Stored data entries

____

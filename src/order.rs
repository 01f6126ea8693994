//! Decides whether the tool-internal slice sequence must be reversed to
//! match the ascending-z DICOM convention.
//!
//! The decision is a single global flag for the whole volume. Slices are
//! assumed to arrive in monotonic acquisition order; this resolver never
//! re-sorts by position.

use tracing::warn;

use crate::enums::OrderConfidence;

/// Outcome of the slice-order resolution.
#[derive(Clone, Copy, Debug, PartialEq, Eq)]
pub struct OrderDecision {
    pub reverse: bool,
    pub confidence: OrderConfidence,
}

impl OrderDecision {
    /// The predominant slice producer emits descending-z stacks, so the
    /// conservative default when geometry is unusable is to reverse.
    fn fallback() -> Self {
        Self {
            reverse: true,
            confidence: OrderConfidence::Fallback,
        }
    }
}

/// Resolve the slice order from raw per-image positions, in source order.
///
/// Positions come straight from the metadata accessor: absent, short, or
/// non-finite entries are tolerated and degrade the decision to the
/// fallback. Never fails.
pub fn resolve(positions: &[Option<Vec<f64>>]) -> OrderDecision {
    if positions.len() < 2 {
        warn!(
            count = positions.len(),
            "fewer than two slice positions; falling back to reversed order"
        );
        return OrderDecision::fallback();
    }

    let z_components: Option<Vec<f64>> = positions.iter().map(|p| z_of(p.as_deref())).collect();
    let Some(z_components) = z_components else {
        warn!("missing or malformed slice positions; falling back to reversed order");
        return OrderDecision::fallback();
    };

    let first = z_components[0];
    let last = z_components[z_components.len() - 1];
    OrderDecision {
        reverse: first > last,
        confidence: OrderConfidence::Geometric,
    }
}

/// Valid position: at least three finite components. Extra components are
/// ignored.
pub(crate) fn validated(position: Option<&[f64]>) -> Option<[f64; 3]> {
    let position = position?;
    if position.len() < 3 || position.iter().take(3).any(|c| !c.is_finite()) {
        return None;
    }
    Some([position[0], position[1], position[2]])
}

fn z_of(position: Option<&[f64]>) -> Option<f64> {
    validated(position).map(|p| p[2])
}
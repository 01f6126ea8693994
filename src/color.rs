//! RGB to DICOM CIELAB conversion for RecommendedDisplayCIELabValue.
//!
//! Kept as a plain value-to-value function over f64 so the result is
//! identical on every platform: sRGB linearization, D65 reference white,
//! CIELAB, then the PCS integer encoding with round-half-away-from-zero.

/// D65 reference white, the row sums of the sRGB matrix below.
const WHITE: [f64; 3] = [0.95047, 1.0, 1.08883];

/// Convert an 8-bit RGB triple to the DICOM-encoded CIELAB triple
/// (L* scaled to 0..=65535, a*/b* offset by 128 and scaled likewise).
pub(crate) fn rgb_to_dicom_lab(rgb: [u8; 3]) -> [u16; 3] {
    let [l, a, b] = rgb_to_cielab([
        f64::from(rgb[0]) / 255.0,
        f64::from(rgb[1]) / 255.0,
        f64::from(rgb[2]) / 255.0,
    ]);
    [
        encode_component(l * 65535.0 / 100.0),
        encode_component((a + 128.0) * 65535.0 / 255.0),
        encode_component((b + 128.0) * 65535.0 / 255.0),
    ]
}

/// CIELAB (L* 0..=100, a*/b* roughly -128..=127) from normalized sRGB.
fn rgb_to_cielab(rgb: [f64; 3]) -> [f64; 3] {
    let r = srgb_to_linear(rgb[0]);
    let g = srgb_to_linear(rgb[1]);
    let b = srgb_to_linear(rgb[2]);

    let x = 0.4124564 * r + 0.3575761 * g + 0.1804375 * b;
    let y = 0.2126729 * r + 0.7151522 * g + 0.0721750 * b;
    let z = 0.0193339 * r + 0.1191920 * g + 0.9503041 * b;

    let fx = lab_f(x / WHITE[0]);
    let fy = lab_f(y / WHITE[1]);
    let fz = lab_f(z / WHITE[2]);

    [
        116.0 * fy - 16.0,
        500.0 * (fx - fy),
        200.0 * (fy - fz),
    ]
}

fn srgb_to_linear(channel: f64) -> f64 {
    if channel > 0.04045 {
        ((channel + 0.055) / 1.055).powf(2.4)
    } else {
        channel / 12.92
    }
}

fn lab_f(t: f64) -> f64 {
    const DELTA: f64 = 6.0 / 29.0;
    if t > DELTA * DELTA * DELTA {
        t.cbrt()
    } else {
        t / (3.0 * DELTA * DELTA) + 4.0 / 29.0
    }
}

/// f64::round rounds half away from zero, the rounding this encoding
/// requires.
fn encode_component(value: f64) -> u16 {
    value.round().clamp(0.0, 65535.0) as u16
}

____

§ **REQUIRED ACTION**: Check each line above for the word "Option" and copy the ones that have it.

§ **RESULT OF THIS TASK**:
pub fn resolve(positions: &[Option<Vec<f64>>]) -> OrderDecision {
    let z_components: Option<Vec<f64>> = positions.iter().map(|p| z_of(p.as_deref())).collect();
pub(crate) fn validated(position: Option<&[f64]>) -> Option<[f64; 3]> {
fn z_of(position: Option<&[f64]>) -> Option<f64> {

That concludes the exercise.